Up to now, we've see the RDD interface to PySpark. The RDD is a building block for more capable data structures such as the **dataframe** and **database**. These data structures are part of the [PySpark SQL library](https://spark.apache.org/docs/latest/api/python/pyspark.sql.html) which, as the name implies, is influenced by standard SQL practices and queries.

The PySpark library has the **dataframe API**, but it does not support the **database API** -- that's only accessible via the Scala and Java libraries and through SQL queries.

The **database** is effectively an SQL relation -- i.e. rows and columns with a specific schema. The **dataframe** takes a little futher and constructs a labeled dataframe similar to the [Python Pandas](https://pandas.pydata.org/) interface or the [R dplyr](https://cran.r-project.org/web/packages/dplyr/vignettes/dplyr.html) interface for R.

In [None]:
from pyspark import SparkContext, SparkConf
from pyspark.sql import SparkSession
import numpy as np
import pandas as pd
import operator

We're going to use an airline information database as the example. You can download extended versions of the database [at this Dept. of Transportation website](https://www.transtats.bts.gov/DL_SelectFields.asp), but the data we're using is distributed with the course notes.

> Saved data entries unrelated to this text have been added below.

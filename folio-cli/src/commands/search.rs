use anyhow::{Context, Result};
use folio::analysis::STEM_PREFIX;
use folio::{Enquire, FolioConfig, Query, QueryExecutor};

use crate::cli::SearchCommand;
use crate::output::{self, OutputFormat};

/// Execute a search command.
pub async fn run(cmd: SearchCommand, config: &FolioConfig, format: OutputFormat) -> Result<()> {
    let db = QueryExecutor::open_merged(&cmd.dbs)
        .await
        .context("Failed to open indexes")?;

    let terms: Vec<String> = if cmd.stem {
        let generator = config.term_generator()?;
        cmd.terms
            .iter()
            .flat_map(|term| generator.words(term))
            .map(|word| format!("{STEM_PREFIX}{}", generator.stemmer().stem(&word)))
            .collect()
    } else {
        cmd.terms.iter().map(|term| term.to_lowercase()).collect()
    };
    let query = Query::new(cmd.op.into(), terms);
    let description = query.description();

    let mut enquire = Enquire::new(&db);
    enquire.set_query(query);
    if let Some(slot) = cmd.sort_slot {
        enquire.set_sort_by_value(slot, cmd.reverse);
    }

    let window = cmd.limit.unwrap_or(config.search.window);
    let mset = enquire.get_mset(cmd.first, window).await?;
    let hits = QueryExecutor::collect_hits(&mset)
        .await
        .context("Failed to fetch document data")?;

    output::print_hits(&description, mset.matches_estimated(), &hits, format)
}
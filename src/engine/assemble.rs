//! Turning a [`DocumentRecord`] into an indexable [`Document`].

use crate::analysis::TermGenerator;
use crate::convert::MimeConverter;
use crate::data::DocumentRecord;
use crate::engine::document::Document;
use crate::error::{FolioError, Result};

/// Build the indexable form of `record`.
///
/// - `data` becomes the stored payload.
/// - Each text field is indexed through `generator`, honouring the
///   record's term limits.
/// - A source file is converted and its title and body are indexed the
///   same way. A record with a file but no `converter` is rejected.
/// - Values are copied into their slots.
/// - A non-empty key is added as a boolean term under
///   [`KEY_PREFIX`](crate::analysis::KEY_PREFIX), so the document can be
///   found again by [`replace_document_by_term`] and no text word matches it.
///
/// [`replace_document_by_term`]: crate::engine::WritableDatabase::replace_document_by_term
pub async fn assemble_document(
    generator: &TermGenerator,
    converter: Option<&MimeConverter>,
    record: &DocumentRecord,
) -> Result<Document> {
    let mut doc = Document::new();
    doc.set_data(record.data.clone());

    let limits = record.terms.unwrap_or_default();
    for text in &record.text {
        generator.index_text_with_limits(&mut doc, text, &limits);
    }

    if let Some(file) = &record.file {
        let converter = converter.ok_or_else(|| {
            FolioError::document(format!(
                "{} needs a converter to be indexed",
                file.path.display()
            ))
        })?;
        let converted = converter
            .convert(&file.path, file.mime_type.as_deref())
            .await?;
        generator.index_text_with_limits(&mut doc, &converted.title, &limits);
        generator.index_text_with_limits(&mut doc, &converted.body, &limits);
    }

    for (slot, value) in &record.values {
        doc.add_value(*slot, value.clone());
    }

    if let Some(term) = record.key_term() {
        doc.add_boolean_term(term);
    }

    Ok(doc)
}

As with the RDD interface, we need a "context" to a remote machine. The [Spark SQL tutorial](https://spark.apache.org/docs/latest/sql-getting-started.html) has some information on this, but for complete information you need to look at the [Spark API documentation.](https://spark.apache.org/docs/latest/api/python/)

In this example, we're creating a local session (i.e. CPU's on JupyterHub).

In [None]:
spark = SparkSession \
    .builder \
    .appName("Python Spark SQL basic example") \
    .master("local[*]")\
    .getOrCreate()

There are many ways to load data, including HDFS, a format called [Parquet](http://parquet.apache.org/), CSV files and so on. We'll use a compressed CSV file of the airline data.

In [None]:
flights = spark.read.load('airline-ontime-reporting.csv.gz',
            format="csv", sep=",", header=True,
            compression="gzip",
            inferSchema="true")

The dataframe has a **schema** or type for each entry. All entries must have the same type or we'll see operations fail. In this example, we have asked that the schema be inferred -- this usually works, but if it doesn't we may need to take some extra steps (see below).

In [None]:
flights.printSchema()

In [None]:
flights.columns

In [None]:
print("There are", len(flights.columns), "columns and ", flights.count(), "rows")

In [None]:
flights.dtypes

The schema is inferred, but it can also be defined explicitly.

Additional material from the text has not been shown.